*Exercise data*
//! Circuit breaker guarding the backing store's health.
//!
//! One breaker state exists per policy name and lives in a
//! [`CircuitBreakerStore`]. The breaker trips after a burst of failures and
//! only closes again once the store has been both degraded long enough and
//! quiet long enough, so a single lucky success cannot cause flapping.

use std::sync::Arc;

use chrono::{DateTime, Duration, Utc};
use serde::{Deserialize, Serialize};
use tracing::{debug, info, warn};

use crate::clock::{elapsed_secs, Clock};
use crate::error::StoreResult;
use crate::store::CircuitBreakerStore;

/// Breaker status.
#[derive(Debug, Clone, Copy, PartialEq, Eq, Default, Serialize, Deserialize)]
#[serde(rename_all = "SCREAMING_SNAKE_CASE")]
pub enum BreakerStatus {
    /// Store considered healthy
    #[default]
    Closed,
    /// Store considered unhealthy, evaluations fall back
    Open,
}

/// Longest window or interval the breaker accepts, one year.
pub const MAX_BREAKER_WINDOW_SECS: u64 = 365 * 86_400;

/// Configuration for circuit breaker behavior.
#[derive(Debug, Clone, PartialEq, Eq, Serialize, Deserialize)]
pub struct CircuitBreakerConfig {
    /// Window in which failures count toward tripping
    #[serde(default = "default_trip_window")]
    pub trip_window_secs: u64,
    /// Failures within the window that open the circuit
    #[serde(default = "default_trip_threshold")]
    pub trip_threshold: usize,
    /// Minimum time spent open before closing
    #[serde(default = "default_min_degraded")]
    pub min_degraded_secs: u64,
    /// Minimum time since the last failure before closing
    #[serde(default = "default_min_healthy")]
    pub min_healthy_secs: u64,
    /// Window over which OPEN transitions are remembered
    #[serde(default = "default_re_entry_window")]
    pub re_entry_window_secs: u64,
    /// OPEN transitions tolerated within the re-entry window
    #[serde(default = "default_re_entry_limit")]
    pub re_entry_limit: usize,
}

fn default_trip_window() -> u64 {
    10
}

fn default_trip_threshold() -> usize {
    3
}

fn default_min_degraded() -> u64 {
    300
}

fn default_min_healthy() -> u64 {
    120
}

fn default_re_entry_window() -> u64 {
    1800
}

fn default_re_entry_limit() -> usize {
    2
}

impl CircuitBreakerConfig {
    /// The first window or interval above [`MAX_BREAKER_WINDOW_SECS`], by name.
    pub fn oversized_window(&self) -> Option<&'static str> {
        [
            ("trip_window_secs", self.trip_window_secs),
            ("min_degraded_secs", self.min_degraded_secs),
            ("min_healthy_secs", self.min_healthy_secs),
            ("re_entry_window_secs", self.re_entry_window_secs),
        ]
        .into_iter()
        .find(|(_, value)| *value > MAX_BREAKER_WINDOW_SECS)
        .map(|(name, _)| name)
    }
}

impl Default for CircuitBreakerConfig {
    fn default() -> Self {
        Self {
            trip_window_secs: default_trip_window(),
            trip_threshold: default_trip_threshold(),
            min_degraded_secs: default_min_degraded(),
            min_healthy_secs: default_min_healthy(),
            re_entry_window_secs: default_re_entry_window(),
            re_entry_limit: default_re_entry_limit(),
        }
    }
}

/// Persisted breaker state for one policy.
#[derive(Debug, Clone, Default, PartialEq, Eq, Serialize, Deserialize)]
pub struct CircuitBreakerState {
    pub status: BreakerStatus,
    /// Failure timestamps within the trip window
    #[serde(default)]
    pub failures: Vec<DateTime<Utc>>,
    #[serde(default)]
    pub last_failure: Option<DateTime<Utc>>,
    #[serde(default)]
    pub open_since: Option<DateTime<Utc>>,
    #[serde(default)]
    pub last_success: Option<DateTime<Utc>>,
    /// Timestamps of OPEN transitions within the re-entry window
    #[serde(default)]
    pub re_entries: Vec<DateTime<Utc>>,
}

impl CircuitBreakerState {
    /// Drop failures and re-entries that fell out of their windows.
    pub fn prune(&mut self, now: DateTime<Utc>, config: &CircuitBreakerConfig) {
        let failure_horizon = now - secs(config.trip_window_secs);
        self.failures.retain(|at| *at > failure_horizon);
        let re_entry_horizon = now - secs(config.re_entry_window_secs);
        self.re_entries.retain(|at| *at > re_entry_horizon);
    }

    /// Record a failure. Returns `true` if this failure opened the circuit.
    pub fn record_failure(&mut self, now: DateTime<Utc>, config: &CircuitBreakerConfig) -> bool {
        self.prune(now, config);
        self.failures.push(now);
        self.last_failure = Some(now);

        if self.status == BreakerStatus::Closed && self.failures.len() >= config.trip_threshold {
            self.status = BreakerStatus::Open;
            self.open_since = Some(now);
            self.re_entries.push(now);
            return true;
        }
        false
    }

    /// Record a success. Returns `true` if this success closed the circuit.
    pub fn record_success(&mut self, now: DateTime<Utc>, config: &CircuitBreakerConfig) -> bool {
        if self.status == BreakerStatus::Closed {
            return false;
        }
        self.last_success = Some(now);

        let degraded_long_enough = self
            .open_since
            .map_or(true, |since| elapsed_secs(since, now) >= bounded(config.min_degraded_secs));
        let healthy_long_enough = self
            .last_failure
            .map_or(true, |at| elapsed_secs(at, now) >= bounded(config.min_healthy_secs));

        if degraded_long_enough && healthy_long_enough {
            self.status = BreakerStatus::Closed;
            self.failures.clear();
            self.open_since = None;
            return true;
        }
        false
    }

    /// Whether OPEN transitions within the window exceed the limit.
    pub fn re_entry_guard_violated(&self, config: &CircuitBreakerConfig) -> bool {
        self.re_entries.len() > config.re_entry_limit
    }
}

/// Seconds capped at [`MAX_BREAKER_WINDOW_SECS`].
fn bounded(value: u64) -> i64 {
    value.min(MAX_BREAKER_WINDOW_SECS) as i64
}

fn secs(value: u64) -> Duration {
    Duration::seconds(bounded(value))
}

/// Point-in-time view of a breaker used for failure-mode resolution.
#[derive(Debug, Clone, Copy, PartialEq, Eq)]
pub struct BreakerSnapshot {
    pub status: BreakerStatus,
    pub re_entry_violated: bool,
}

impl BreakerSnapshot {
    /// Assumed view when the breaker state itself cannot be read.
    pub fn unknown() -> Self {
        Self {
            status: BreakerStatus::Open,
            re_entry_violated: false,
        }
    }
}

/// Store-backed circuit breaker, keyed by policy name.
pub struct CircuitBreaker {
    store: Arc<dyn CircuitBreakerStore>,
    clock: Arc<dyn Clock>,
    config: CircuitBreakerConfig,
}

impl CircuitBreaker {
    pub fn new(
        store: Arc<dyn CircuitBreakerStore>,
        clock: Arc<dyn Clock>,
        config: CircuitBreakerConfig,
    ) -> Self {
        Self {
            store,
            clock,
            config,
        }
    }

    pub fn config(&self) -> &CircuitBreakerConfig {
        &self.config
    }

    /// Load and prune the state for a policy.
    pub async fn state(&self, policy_name: &str) -> StoreResult<CircuitBreakerState> {
        let mut state = self.store.load(policy_name).await?.unwrap_or_default();
        state.prune(self.clock.now(), &self.config);
        Ok(state)
    }

    pub async fn status(&self, policy_name: &str) -> StoreResult<BreakerStatus> {
        Ok(self.state(policy_name).await?.status)
    }

    pub async fn is_re_entry_guard_violated(&self, policy_name: &str) -> StoreResult<bool> {
        Ok(self
            .state(policy_name)
            .await?
            .re_entry_guard_violated(&self.config))
    }

    pub async fn snapshot(&self, policy_name: &str) -> StoreResult<BreakerSnapshot> {
        let state = self.state(policy_name).await?;
        Ok(BreakerSnapshot {
            status: state.status,
            re_entry_violated: state.re_entry_guard_violated(&self.config),
        })
    }

    /// Account a store failure for `policy_name`.
    pub async fn report_failure(&self, policy_name: &str) -> StoreResult<BreakerStatus> {
        let now = self.clock.now();
        let mut state = self.state(policy_name).await?;

        if state.record_failure(now, &self.config) {
            warn!(
                policy = %policy_name,
                failures = state.failures.len(),
                re_entries = state.re_entries.len(),
                "Circuit breaker opened"
            );
        } else {
            debug!(
                policy = %policy_name,
                failures = state.failures.len(),
                status = ?state.status,
                "Store failure recorded"
            );
        }

        self.store.save(policy_name, &state).await?;
        Ok(state.status)
    }

    /// Account a successful evaluation for `policy_name`.
    pub async fn report_success(&self, policy_name: &str) -> StoreResult<BreakerStatus> {
        let now = self.clock.now();
        let mut state = self.state(policy_name).await?;
        if state.status == BreakerStatus::Closed {
            return Ok(BreakerStatus::Closed);
        }

        if state.record_success(now, &self.config) {
            info!(policy = %policy_name, "Circuit breaker closed");
        }
        self.store.save(policy_name, &state).await?;
        Ok(state.status)
    }
}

*Work item*
In the listing above, transcribe exactly everything from the line containing "self.last_success = Some(now);" down to the line containing "fn bounded(value: u64)", including both and nothing more.

*Written solution*
        self.last_success = Some(now);

        let degraded_long_enough = self
            .open_since
            .map_or(true, |since| elapsed_secs(since, now) >= bounded(config.min_degraded_secs));
        let healthy_long_enough = self
            .last_failure
            .map_or(true, |at| elapsed_secs(at, now) >= bounded(config.min_healthy_secs));

        if degraded_long_enough && healthy_long_enough {
            self.status = BreakerStatus::Closed;
            self.failures.clear();
            self.open_since = None;
            return true;
        }
        false
    }

    /// Whether OPEN transitions within the window exceed the limit.
    pub fn re_entry_guard_violated(&self, config: &CircuitBreakerConfig) -> bool {
        self.re_entries.len() > config.re_entry_limit
    }
}

/// Seconds capped at [`MAX_BREAKER_WINDOW_SECS`].
fn bounded(value: u64) -> i64 {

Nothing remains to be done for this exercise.